**How to complete this task:**
Below are the records; count the lines that include the string "Selected" and give only that number.

**Materials provided:**
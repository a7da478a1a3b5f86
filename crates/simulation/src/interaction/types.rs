use bevy::prelude::*;

use crate::inventory::PlaceableType;

/// What the pointer went down on.
#[derive(Debug, Clone, Copy, PartialEq, Eq)]
pub enum PointerTarget {
    Tile(Entity),
    Crop(Entity),
    /// An inventory slot; dragging from it spawns a new tile or crop.
    Spawner(PlaceableType),
    Nothing,
}

/// Discrete pointer input. Positions are world-space points already projected
/// onto the grid by the host; `time` is in seconds.
#[derive(Event, Debug, Clone, Copy, PartialEq)]
pub enum PointerEvent {
    Down {
        target: PointerTarget,
        pos: Vec3,
        time: f32,
    },
    Move {
        pos: Vec3,
    },
    Up {
        pos: Vec3,
    },
    /// Abandon the current drag without placing anything.
    Cancel,
}

/// Current drag, if any.
#[derive(Resource, Debug, Clone, Copy, Default, PartialEq)]
pub enum DragState {
    #[default]
    Idle,
    /// Pointer is down on a tile but has not moved yet. `origin` is the
    /// transform to restore on cancel.
    Selected { tile: Entity, origin: Transform },
    Dragging { tile: Entity, origin: Transform },
    /// A preview entity dragged out of the inventory. `transform` is its
    /// current snapped pose; the entity may not be materialised yet.
    Spawning {
        preview: Entity,
        kind: PlaceableType,
        transform: Transform,
    },
}

impl DragState {
    pub fn is_idle(&self) -> bool {
        matches!(self, DragState::Idle)
    }

    /// The tile or preview currently held by the pointer.
    pub fn held(&self) -> Option<Entity> {
        match self {
            DragState::Idle => None,
            DragState::Selected { tile, .. } | DragState::Dragging { tile, .. } => Some(*tile),
            DragState::Spawning { preview, .. } => Some(*preview),
        }
    }

    pub fn label(&self) -> &'static str {
        match self {
            DragState::Idle => "idle",
            DragState::Selected { .. } => "selected",
            DragState::Dragging { .. } => "dragging",
            DragState::Spawning { .. } => "spawning",
        }
    }
}
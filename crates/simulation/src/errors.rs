//! Error taxonomy for the grid engine.
//!
//! Every failure here is local and recoverable: operations return a
//! [`GridError`] and the caller decides what to surface. Nothing in the
//! engine panics on bad input.

use serde::Serialize;

use crate::grid_frame::CellCoord;

/// Why a recycle request was refused. No state changes when this is returned.
#[derive(Debug, Clone, Copy, PartialEq, Eq, Serialize)]
pub enum RecycleRefusal {
    /// Another tile sits on top of this one.
    NotTopTile,
    /// The tile carries a crop; harvest it first.
    CropPlanted,
}

/// Why a crop could not be planted on a tile.
#[derive(Debug, Clone, Copy, PartialEq, Eq, Serialize)]
pub enum PlantRefusal {
    /// Only land tiles accept crops.
    NotPlantable,
    /// The tile already holds a crop.
    SlotOccupied,
}

#[derive(Debug, Clone, PartialEq, Serialize)]
pub enum GridError {
    /// The tile footprint yields a zero-sized cell or stack unit.
    DegenerateFrame { planar_size: f32, stack_height: f32 },
    /// The target cell already holds `max` tiles.
    StackOverflow { cell: CellCoord, max: usize },
    OccupiedSlot(PlantRefusal),
    RecycleRefused(RecycleRefusal),
    /// Harvest attempted on a crop that is still a seedling.
    CropNotMature,
    /// An event referenced an entity missing the expected components.
    UnknownEntity(u64),
}

impl std::fmt::Display for GridError {
    fn fmt(&self, f: &mut std::fmt::Formatter<'_>) -> std::fmt::Result {
        match self {
            GridError::DegenerateFrame {
                planar_size,
                stack_height,
            } => write!(
                f,
                "degenerate grid frame (planar size {planar_size}, stack height {stack_height})"
            ),
            GridError::StackOverflow { cell, max } => {
                write!(f, "stack at {cell} is full ({max} tiles)")
            }
            GridError::OccupiedSlot(PlantRefusal::NotPlantable) => {
                write!(f, "tile terrain does not accept crops")
            }
            GridError::OccupiedSlot(PlantRefusal::SlotOccupied) => {
                write!(f, "tile already holds a crop")
            }
            GridError::RecycleRefused(RecycleRefusal::NotTopTile) => {
                write!(f, "only the top tile of a stack can be recycled")
            }
            GridError::RecycleRefused(RecycleRefusal::CropPlanted) => {
                write!(f, "tile holds a crop and cannot be moved or recycled")
            }
            GridError::CropNotMature => write!(f, "crop is not mature yet"),
            GridError::UnknownEntity(bits) => write!(f, "unknown entity {bits}"),
        }
    }
}

impl std::error::Error for GridError {}
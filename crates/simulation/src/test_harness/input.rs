//! Pointer and rotation input helpers. Each gesture helper sends its events
//! and runs one tick so the result is visible immediately.

use bevy::prelude::*;

use crate::grid_frame::CellCoord;
use crate::grid_rotation::{RotationDirection, RotationInput};
use crate::interaction::{PointerEvent, PointerTarget};
use crate::interaction_mode::InteractionMode;
use crate::inventory::PlaceableType;

use super::TestGarden;

impl TestGarden {
    // -----------------------------------------------------------------------
    // Raw events
    // -----------------------------------------------------------------------

    pub fn send_pointer(&mut self, event: PointerEvent) {
        self.world_mut().send_event(event);
    }

    pub fn send_rotation(&mut self, input: RotationInput) {
        self.world_mut().send_event(input);
    }

    pub fn set_preview(&mut self, preview: bool) {
        self.world_mut()
            .resource_mut::<InteractionMode>()
            .set_preview(preview);
    }

    // -----------------------------------------------------------------------
    // Gestures
    // -----------------------------------------------------------------------

    /// Press on `tile` at `time` without releasing.
    pub fn press_tile(&mut self, tile: Entity, time: f32) {
        let pos = self.transform_of(tile).map_or(Vec3::ZERO, |t| t.translation);
        self.send_pointer(PointerEvent::Down {
            target: PointerTarget::Tile(tile),
            pos,
            time,
        });
        self.tick(1);
    }

    /// Press and release on `tile` without moving.
    pub fn click_tile(&mut self, tile: Entity, time: f32) {
        let pos = self.transform_of(tile).map_or(Vec3::ZERO, |t| t.translation);
        self.send_pointer(PointerEvent::Down {
            target: PointerTarget::Tile(tile),
            pos,
            time,
        });
        self.send_pointer(PointerEvent::Up { pos });
        self.tick(1);
    }

    /// Two clicks on `tile` `gap` seconds apart.
    pub fn double_click_tile(&mut self, tile: Entity, time: f32, gap: f32) {
        self.click_tile(tile, time);
        self.click_tile(tile, time + gap);
    }

    /// Drag `tile` over the center of `cell` and release it there.
    pub fn drag_tile_to(&mut self, tile: Entity, cell: CellCoord, time: f32) {
        let to = self.cell_center(cell);
        self.press_tile(tile, time);
        self.send_pointer(PointerEvent::Move { pos: to });
        self.send_pointer(PointerEvent::Up { pos: to });
        self.tick(1);
    }

    /// Drag `kind` out of the inventory and release it over `cell`.
    pub fn drag_from_spawner(&mut self, kind: PlaceableType, cell: CellCoord) {
        let to = self.cell_center(cell);
        self.send_pointer(PointerEvent::Down {
            target: PointerTarget::Spawner(kind),
            pos: Vec3::ZERO,
            time: 0.0,
        });
        self.send_pointer(PointerEvent::Move { pos: to });
        self.send_pointer(PointerEvent::Up { pos: to });
        self.tick(1);
    }

    pub fn click_crop(&mut self, crop: Entity) {
        self.send_pointer(PointerEvent::Down {
            target: PointerTarget::Crop(crop),
            pos: Vec3::ZERO,
            time: 0.0,
        });
        self.send_pointer(PointerEvent::Up { pos: Vec3::ZERO });
        self.tick(1);
    }

    /// Rotate by a fixed angle and let the replay run.
    pub fn rotate_step(&mut self, degrees: f32) {
        self.send_rotation(RotationInput::Step { degrees });
        self.tick(1);
    }

    /// Hold a rotate input for `ticks` ticks, then release it.
    pub fn hold_rotation(&mut self, direction: RotationDirection, ticks: u32) {
        self.send_rotation(RotationInput::Begin { direction });
        self.tick(ticks);
        self.send_rotation(RotationInput::End);
        self.tick(1);
    }
}
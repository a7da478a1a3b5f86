//! Whole-grid rotation.
//!
//! Holding a rotate input turns the frame about its origin at
//! `GridParams::rotation_speed` degrees per second; every grid-anchored
//! entity turns rigidly with it. When the input is released (or after a
//! discrete step) occupancy is replayed against the new frame. Replay waits
//! until no drag is in progress, because a held tile's transform does not
//! reflect the cell it is tracked in.

use bevy::prelude::*;
use serde::{Deserialize, Serialize};

use crate::game_params::GridParams;
use crate::grid_frame::GridFrame;
use crate::interaction::{handle_pointer_events, DragState};
use crate::placement::PlacementEngine;
use crate::simulation_sets::SimulationSet;
use crate::tiles::{GridAnchored, PlantSlot, Tile};

/// Seen from above (+Y looking down).
#[derive(Debug, Clone, Copy, PartialEq, Eq, Serialize, Deserialize)]
#[serde(rename_all = "snake_case")]
pub enum RotationDirection {
    Clockwise,
    CounterClockwise,
}

impl RotationDirection {
    /// Sign of the rotation angle about +Y.
    pub fn sign(self) -> f32 {
        match self {
            RotationDirection::Clockwise => -1.0,
            RotationDirection::CounterClockwise => 1.0,
        }
    }
}

#[derive(Event, Debug, Clone, Copy, PartialEq)]
pub enum RotationInput {
    /// Start turning continuously.
    Begin { direction: RotationDirection },
    /// Stop turning and replay occupancy.
    End,
    /// Turn by a fixed angle at once, then replay.
    Step { degrees: f32 },
}

#[derive(Resource, Debug, Clone, Default, PartialEq)]
pub struct RotationDrive {
    pub active: Option<RotationDirection>,
    pub pending_replay: bool,
    /// Accumulated yaw of the frame in degrees, for observation.
    pub yaw_degrees: f32,
}

/// Rotate the frame and everything anchored to it by `delta` about the frame
/// origin. Poses held by an in-progress drag turn as well.
pub fn rotate_grid<'a>(
    frame: &mut GridFrame,
    anchored: impl IntoIterator<Item = Mut<'a, Transform>>,
    drag: &mut DragState,
    delta: Quat,
) {
    let origin = frame.origin();
    frame.rotate(delta);
    for mut transform in anchored {
        transform.rotate_around(origin, delta);
    }
    match drag {
        DragState::Idle => {}
        DragState::Selected { origin: pose, .. } | DragState::Dragging { origin: pose, .. } => {
            pose.rotate_around(origin, delta);
        }
        DragState::Spawning { transform, .. } => transform.rotate_around(origin, delta),
    }
}

// =============================================================================
// Systems
// =============================================================================

pub fn read_rotation_input(
    mut events: EventReader<RotationInput>,
    mut drive: ResMut<RotationDrive>,
    mut frame: ResMut<GridFrame>,
    mut drag: ResMut<DragState>,
    mut anchored: Query<&mut Transform, With<GridAnchored>>,
) {
    for event in events.read() {
        match *event {
            RotationInput::Begin { direction } => drive.active = Some(direction),
            RotationInput::End => {
                if drive.active.take().is_some() {
                    drive.pending_replay = true;
                }
            }
            RotationInput::Step { degrees } => {
                if !degrees.is_finite() {
                    warn!("Ignoring rotation step of {} degrees", degrees);
                    continue;
                }
                let delta = Quat::from_rotation_y(degrees.to_radians());
                rotate_grid(&mut frame, anchored.iter_mut(), &mut drag, delta);
                drive.yaw_degrees = (drive.yaw_degrees + degrees).rem_euclid(360.0);
                drive.pending_replay = true;
            }
        }
    }
}

pub fn drive_rotation(
    time: Res<Time<Fixed>>,
    params: Res<GridParams>,
    mut drive: ResMut<RotationDrive>,
    mut frame: ResMut<GridFrame>,
    mut drag: ResMut<DragState>,
    mut anchored: Query<&mut Transform, With<GridAnchored>>,
) {
    let Some(direction) = drive.active else {
        return;
    };
    let degrees = direction.sign() * params.rotation_speed * time.timestep().as_secs_f32();
    let delta = Quat::from_rotation_y(degrees.to_radians());
    rotate_grid(&mut frame, anchored.iter_mut(), &mut drag, delta);
    drive.yaw_degrees = (drive.yaw_degrees + degrees).rem_euclid(360.0);
}

pub fn replay_after_rotation(
    mut drive: ResMut<RotationDrive>,
    drag: Res<DragState>,
    mut engine: PlacementEngine,
    tiles: Query<(&Transform, &Tile, &PlantSlot)>,
) {
    if !drive.pending_replay || drive.active.is_some() || !drag.is_idle() {
        return;
    }
    drive.pending_replay = false;

    let report = engine.replay_all(|entity| {
        tiles
            .get(entity)
            .ok()
            .map(|(transform, tile, _)| (transform.translation, tile.item))
    });
    // Crops do not outlive a discarded tile.
    for (tile, _) in &report.evicted {
        if let Some(crop) = tiles.get(*tile).ok().and_then(|(_, _, slot)| slot.crop()) {
            engine.commands().entity(crop).despawn();
        }
    }
    info!(
        "Replayed {} tiles after rotation ({} evicted)",
        report.replaced,
        report.evicted.len()
    );
}

pub struct GridRotationPlugin;

impl Plugin for GridRotationPlugin {
    fn build(&self, app: &mut App) {
        app.init_resource::<RotationDrive>()
            .add_event::<RotationInput>()
            .add_systems(
                FixedUpdate,
                read_rotation_input
                    .after(handle_pointer_events)
                    .in_set(SimulationSet::PreSim)
                    .run_if(resource_exists::<GridFrame>),
            )
            .add_systems(
                FixedUpdate,
                (drive_rotation, replay_after_rotation)
                    .chain()
                    .in_set(SimulationSet::Simulation)
                    .run_if(resource_exists::<GridFrame>),
            );
    }
}
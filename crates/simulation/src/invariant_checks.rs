//! Runtime occupancy guards.
//!
//! After every tick the grid is checked for broken invariants: over-cap
//! stacks, tiles in two places, a reverse map out of sync, tracked entities
//! that were despawned, and plant slots whose crop does not point back.
//! Violations are logged and counted; nothing is repaired here.

use bevy::prelude::*;

use crate::crops::Crop;
use crate::simulation_sets::SimulationSet;
use crate::tile_grid::TileGrid;
use crate::tiles::{PlantSlot, Tile};

/// Number of violations found by the last pass, plus a running total. Used by
/// integration tests and the observation snapshot.
#[derive(Resource, Default, Debug, Clone, PartialEq, Eq)]
pub struct GridInvariantViolations {
    pub occupancy: u32,
    pub missing_tiles: u32,
    pub crop_links: u32,
    pub total: u64,
}

impl GridInvariantViolations {
    pub fn last_pass(&self) -> u32 {
        self.occupancy + self.missing_tiles + self.crop_links
    }
}

// ---------------------------------------------------------------------------
// Checks
// ---------------------------------------------------------------------------

pub fn validate_occupancy(
    grid: Res<TileGrid>,
    tiles: Query<(), With<Tile>>,
    mut violations: ResMut<GridInvariantViolations>,
) {
    violations.occupancy = 0;
    violations.missing_tiles = 0;

    for violation in grid.check_invariants() {
        warn!("Invariant violation: {:?}", violation);
        violations.occupancy += 1;
    }

    for (cell, stack) in grid.snapshot() {
        for tile in stack {
            // Despawns are deferred, so a tile discarded this tick is gone by
            // now and must not be tracked any more.
            if !tiles.contains(tile) {
                warn!("Invariant violation: {:?} tracked at {} no longer exists", tile, cell);
                violations.missing_tiles += 1;
            }
        }
    }

    let found = violations.occupancy + violations.missing_tiles;
    violations.total += u64::from(found);
}

pub fn validate_crop_links(
    slots: Query<(Entity, &PlantSlot)>,
    crops: Query<(Entity, &Crop)>,
    mut violations: ResMut<GridInvariantViolations>,
) {
    violations.crop_links = 0;

    for (tile, slot) in &slots {
        let Some(crop_entity) = slot.crop() else {
            continue;
        };
        // A freshly planted crop is spawned through commands and may not
        // exist yet if this runs in the same command batch.
        if let Ok((_, crop)) = crops.get(crop_entity) {
            if crop.parent_tile != Some(tile) {
                warn!(
                    "Invariant violation: {:?} holds {:?} but the crop points at {:?}",
                    tile, crop_entity, crop.parent_tile
                );
                violations.crop_links += 1;
            }
        }
    }

    for (crop_entity, crop) in &crops {
        let Some(tile) = crop.parent_tile else {
            continue;
        };
        let linked = slots
            .get(tile)
            .is_ok_and(|(_, slot)| slot.crop() == Some(crop_entity));
        if !linked {
            warn!(
                "Invariant violation: crop {:?} points at {:?} which does not hold it",
                crop_entity, tile
            );
            violations.crop_links += 1;
        }
    }

    violations.total += u64::from(violations.crop_links);
}

// ---------------------------------------------------------------------------
// Plugin
// ---------------------------------------------------------------------------

pub struct InvariantChecksPlugin;

impl Plugin for InvariantChecksPlugin {
    fn build(&self, app: &mut App) {
        app.init_resource::<GridInvariantViolations>().add_systems(
            FixedUpdate,
            (validate_occupancy, validate_crop_links)
                .chain()
                .in_set(SimulationSet::PostSim),
        );
    }
}
use bevy::ecs::system::SystemParam;
use bevy::prelude::*;

use crate::errors::GridError;
use crate::game_params::GridParams;
use crate::grid_frame::{CellCoord, GridFrame};
use crate::inventory::{Inventory, ItemStock, PlaceableType};
use crate::outcome_log::{Outcome, OutcomeLog};
use crate::tile_grid::TileGrid;
use crate::tiles::PlantSlot;

use super::engine::{self, PlacedTile, ReplayReport};

/// Everything a placement needs, bundled so interaction and rotation systems
/// share one code path for side effects.
#[derive(SystemParam)]
pub struct PlacementEngine<'w, 's> {
    commands: Commands<'w, 's>,
    grid: ResMut<'w, TileGrid>,
    frame: Res<'w, GridFrame>,
    inventory: ResMut<'w, Inventory>,
    params: Res<'w, GridParams>,
    log: ResMut<'w, OutcomeLog>,
}

impl<'w, 's> PlacementEngine<'w, 's> {
    pub fn frame(&self) -> &GridFrame {
        &self.frame
    }

    pub fn grid(&self) -> &TileGrid {
        &self.grid
    }

    pub fn params(&self) -> &GridParams {
        &self.params
    }

    pub fn inventory(&self) -> &Inventory {
        &self.inventory
    }

    pub fn inventory_mut(&mut self) -> &mut Inventory {
        &mut self.inventory
    }

    pub fn log_mut(&mut self) -> &mut OutcomeLog {
        &mut self.log
    }

    pub fn commands(&mut self) -> &mut Commands<'w, 's> {
        &mut self.commands
    }

    /// Drop `tile` into the cell under its transform.
    ///
    /// On overflow the tile is despawned. `refund` names the item to return
    /// when `refund_on_overflow` is set; pass `None` for tiles that were never
    /// paid for.
    pub fn try_place(
        &mut self,
        tile: Entity,
        transform: &mut Transform,
        refund: Option<PlaceableType>,
    ) -> Result<PlacedTile, GridError> {
        match engine::try_place(&mut self.grid, &self.frame, tile, transform) {
            Ok(placed) => {
                debug!(
                    "Placed {:?} at {} level {}",
                    tile, placed.cell, placed.level
                );
                self.log.push(Outcome::Placed {
                    tile,
                    cell: placed.cell,
                    level: placed.level,
                });
                Ok(placed)
            }
            Err(err) => {
                if let GridError::StackOverflow { cell, .. } = err {
                    self.discard(tile, cell, refund);
                }
                Err(err)
            }
        }
    }

    /// Place a freshly spawned tile and charge one `kind` from the inventory
    /// if it lands.
    pub fn place_spawned(
        &mut self,
        tile: Entity,
        kind: PlaceableType,
        transform: &mut Transform,
    ) -> Result<PlacedTile, GridError> {
        let placed = self.try_place(tile, transform, None)?;
        self.inventory.use_item(kind);
        Ok(placed)
    }

    /// Recycle `tile`: remove it, return its item, despawn it. Refusals are
    /// logged and returned unchanged.
    pub fn recycle(
        &mut self,
        tile: Entity,
        item: PlaceableType,
        slot: &PlantSlot,
    ) -> Result<(), GridError> {
        match engine::recycle(&mut self.grid, &mut *self.inventory, tile, item, slot) {
            Ok(cell) => {
                info!("Recycled {:?} tile {:?}", item, tile);
                self.commands.entity(tile).despawn();
                self.log.push(Outcome::Recycled { tile, cell, item });
                Ok(())
            }
            Err(err) => {
                info!("Recycle of {:?} refused: {}", tile, err);
                self.log.refuse(err.clone());
                Err(err)
            }
        }
    }

    /// Rebuild occupancy for every tracked tile. `lookup` returns the tile's
    /// current position and item. Evicted tiles are despawned (and refunded
    /// when configured) and returned in the report.
    pub fn replay_all(
        &mut self,
        mut lookup: impl FnMut(Entity) -> Option<(Vec3, PlaceableType)>,
    ) -> ReplayReport {
        let mut items = Vec::new();
        let report = engine::replay_all(&mut self.grid, &self.frame, |tile| {
            lookup(tile).map(|(position, item)| {
                items.push((tile, item));
                position
            })
        });

        for (tile, cell) in &report.evicted {
            let item = items.iter().find(|(t, _)| t == tile).map(|(_, i)| *i);
            self.discard(*tile, *cell, item);
        }
        if !report.stale.is_empty() {
            warn!(
                "Replay dropped {} tracked tiles with no transform",
                report.stale.len()
            );
        }

        self.log.push(Outcome::Replayed {
            tiles: report.replaced,
            evicted: report.evicted.len(),
            stale: report.stale.len(),
        });
        report
    }

    fn discard(
        &mut self,
        tile: Entity,
        cell: CellCoord,
        refund: Option<PlaceableType>,
    ) {
        let refunded = match refund {
            Some(item) if self.params.refund_on_overflow => self.inventory.return_item(item),
            _ => false,
        };
        info!(
            "Stack at {} is full, discarding {:?} (refunded: {})",
            cell, tile, refunded
        );
        self.commands.entity(tile).despawn();
        self.log.push(Outcome::Discarded {
            tile,
            cell,
            refunded,
        });
    }
}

**Written reply:**
4